I’ve had people asking if I’m still going to AAD NOLA for the past few weeks now and I’ve been putting off answering because…because for a little while I didn’t know. And then I knew and I didn’t know if I wanted to share, and that was weird, because I’d always shared a lot on this blog, but that was before the internet became this weird, snarky place instead of the fun, safe place I used to know and love. Sounds nostalgic, I know – sappy too but hey, I miss those good old days when blogging was all fun and I used to run from blog to blog, checking in on old friends and making new ones. Today it’s all landmines and reviews and people taking things you say in interviews and twisting them up and just a lot of stuff that leaves me with a shitty taste in my mouth – and I end up just walking away from it instead of continuing to stake my happy little place on the internet.

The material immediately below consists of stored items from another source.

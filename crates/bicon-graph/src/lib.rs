//! Bicon Graph - Biconnected component decomposition
//!
//! This crate holds an undirected simple graph whose vertices are addressed
//! by caller-chosen integer indices, and the depth-first search that splits
//! it into biconnected components at its articulation points.
//!
//! # Architecture
//!
//! Vertices live in a dense arena and refer to each other by slot. The graph
//! keeps two indexes on top of the arena:
//! - Caller index to slot (insertion ordered, drives traversal order)
//! - Slot to caller index (translates neighbor sets back for queries and export)
//!
//! Graphs round-trip through the `{vertices, connections}` JSON notation.
//!
//! # Example
//!
//! ```
//! use bicon_graph::Graph;
//!
//! let mut graph = Graph::new();
//! for v in 0..5 {
//!     graph.add_vertex(v).unwrap();
//! }
//! // two triangles sharing vertex 2
//! for (a, b) in [(0, 1), (1, 2), (2, 0), (2, 3), (3, 4), (4, 2)] {
//!     graph.add_edge(a, b).unwrap();
//! }
//!
//! let components = graph.biconnected_components().unwrap();
//! assert_eq!(components.len(), 2);
//! assert_eq!(graph.articulation_points(), vec![2]);
//! ```

pub mod dfs;
mod error;
mod graph;
mod notation;
mod vertex;

pub use dfs::{
    articulation_points, biconnected_component_edges, biconnected_components, walk_depth_first,
};
pub use error::{GraphError, NotationError, Result};
pub use graph::{Graph, GraphStats, VertexIndex};
pub use notation::{Connection, Notation};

Anyway, long story longer, I decided that not sharing was giving into all that shit, so I’m sharing. A few weeks ago, my mom was diagnosed with breast cancer during a routine mammogram. We went together (and I keep telling her that since I saved her life, she owes me, but since she gave birth to me, it probably evens out…) Anyway, she’s doing well and the prognosis is thankfully (so far) good, but it still means a long road ahead, and since my dad’s sick and I’m an only child, planning any kind of trip in the not so distant future just seems like a foolish move to me.
So yeah, I’m more sensitive than usual (which means I’m really goddamned sensitive) and I’m trying to avoid a lot of online places that will make me even more sensitive. Which, during release time, is really, really hard. So bear with me, okay?